- _Data provided_:
======
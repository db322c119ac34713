//! Request building, execution and response normalization.
//!
//! # Design
//! The transformation is split the same way as the wire types: `build_request`
//! turns a descriptor into an `HttpRequest` and `normalize_response` turns an
//! `HttpResponse` into a `ResultDescriptor`, both without touching the
//! network. `RequestExecutor` composes the two around exactly one
//! `HttpTransport::send`, so every call terminates in exactly one result or
//! one propagated failure. No partial results, no internal retries.

use std::collections::btree_map::Entry;
use std::collections::BTreeMap;

use crate::descriptor::{Payload, RequestDescriptor, ResultDescriptor};
use crate::error::ConnectorError;
use crate::http::{HttpMethod, HttpRequest, HttpResponse};
use crate::transport::{HttpTransport, UreqTransport};

/// Executes one outbound call per invocation over an injected transport.
///
/// Stateless apart from the transport, which may pool connections
/// internally; a single executor can be shared across concurrent workflow
/// instances.
#[derive(Debug)]
pub struct RequestExecutor<T: HttpTransport> {
    transport: T,
}

impl RequestExecutor<UreqTransport> {
    /// Executor backed by the production ureq transport.
    pub fn new() -> Self {
        Self::with_transport(UreqTransport::new())
    }
}

impl Default for RequestExecutor<UreqTransport> {
    fn default() -> Self {
        Self::new()
    }
}

impl<T: HttpTransport> RequestExecutor<T> {
    pub fn with_transport(transport: T) -> Self {
        Self { transport }
    }

    /// Issue the descriptor's request and normalize the response.
    ///
    /// Blocks the calling thread until the exchange completes or fails.
    /// `UnsupportedMethod` and `SerializationError` surface before any
    /// network I/O; transport failures propagate unmodified.
    pub fn execute(&self, descriptor: &RequestDescriptor) -> Result<ResultDescriptor, ConnectorError> {
        let request = build_request(descriptor)?;
        log::info!(
            "sending {} {} ({} headers, body: {} bytes)",
            request.method.as_str(),
            request.url,
            request.headers.len(),
            request.body.as_deref().map_or(0, str::len),
        );

        let response = self.transport.send(&request)?;
        log::info!(
            "received {} from {} (body: {} bytes)",
            response.status,
            request.url,
            response.body.len(),
        );

        Ok(normalize_response(response))
    }
}

/// Assemble the wire request for a descriptor.
///
/// Header precedence, later wins on (ASCII case-insensitive) name collision:
/// the JSON defaults, then `Authorization` from `authentication` when
/// non-blank, then the caller's headers, which may overwrite anything above,
/// `Content-Type` and `Authorization` included.
pub fn build_request(descriptor: &RequestDescriptor) -> Result<HttpRequest, ConnectorError> {
    let method = HttpMethod::from_token(&descriptor.method)?;

    let mut headers = vec![
        ("Content-Type".to_string(), "application/json".to_string()),
        ("Accept".to_string(), "application/json".to_string()),
    ];
    if let Some(auth) = descriptor.authentication.as_deref() {
        // Forwarded verbatim, no Bearer/Basic prefixing.
        if !auth.trim().is_empty() {
            set_header(&mut headers, "Authorization", auth);
        }
    }
    if let Some(custom) = &descriptor.headers {
        for (name, value) in custom {
            set_header(&mut headers, name, value);
        }
    }

    let body = if method.allows_body() {
        descriptor.payload.as_ref().map(payload_body).transpose()?
    } else {
        None
    };

    Ok(HttpRequest {
        method,
        url: descriptor.url.clone(),
        headers,
        body,
    })
}

/// Serialize a payload into the request body.
fn payload_body(payload: &Payload) -> Result<String, ConnectorError> {
    match payload {
        // Already serialized by the caller, sent byte-for-byte.
        Payload::Raw(raw) => Ok(raw.clone()),
        Payload::Structured(value) => {
            serde_json::to_string(value).map_err(|e| ConnectorError::SerializationError(e.to_string()))
        }
    }
}

/// Overwrite an existing header (ASCII case-insensitive name match) or append.
fn set_header(headers: &mut Vec<(String, String)>, name: &str, value: &str) {
    match headers
        .iter_mut()
        .find(|(existing, _)| existing.eq_ignore_ascii_case(name))
    {
        Some(slot) => *slot = (name.to_string(), value.to_string()),
        None => headers.push((name.to_string(), value.to_string())),
    }
}

/// Normalize a wire response into the connector's result contract.
///
/// Repeated header names join with `,` in arrival order. The body is parsed
/// as JSON on a best-effort basis; any parse failure (malformed JSON, empty
/// body) degrades to the raw string and is never a hard failure.
pub fn normalize_response(response: HttpResponse) -> ResultDescriptor {
    let mut headers: BTreeMap<String, String> = BTreeMap::new();
    for (name, value) in response.headers {
        match headers.entry(name) {
            Entry::Occupied(mut joined) => {
                let joined = joined.get_mut();
                joined.push(',');
                joined.push_str(&value);
            }
            Entry::Vacant(slot) => {
                slot.insert(value);
            }
        }
    }

    let body = match serde_json::from_str(&response.body) {
        Ok(value) => value,
        Err(e) => {
            log::warn!("response body is not valid JSON ({e}), returning raw string");
            serde_json::Value::String(response.body)
        }
    };

    ResultDescriptor {
        status: response.status,
        body,
        headers,
    }
}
======
- _Exercise instructions_:
Up to and including the line with "without touching the", repeat the entries exactly, beginning at their first line.

- _Answer to this task_:
repository db322c119ac34713
//! Request building, execution and response normalization.
//!
//! # Design
//! The transformation is split the same way as the wire types: `build_request`
//! turns a descriptor into an `HttpRequest` and `normalize_response` turns an
//! `HttpResponse` into a `ResultDescriptor`, both without touching the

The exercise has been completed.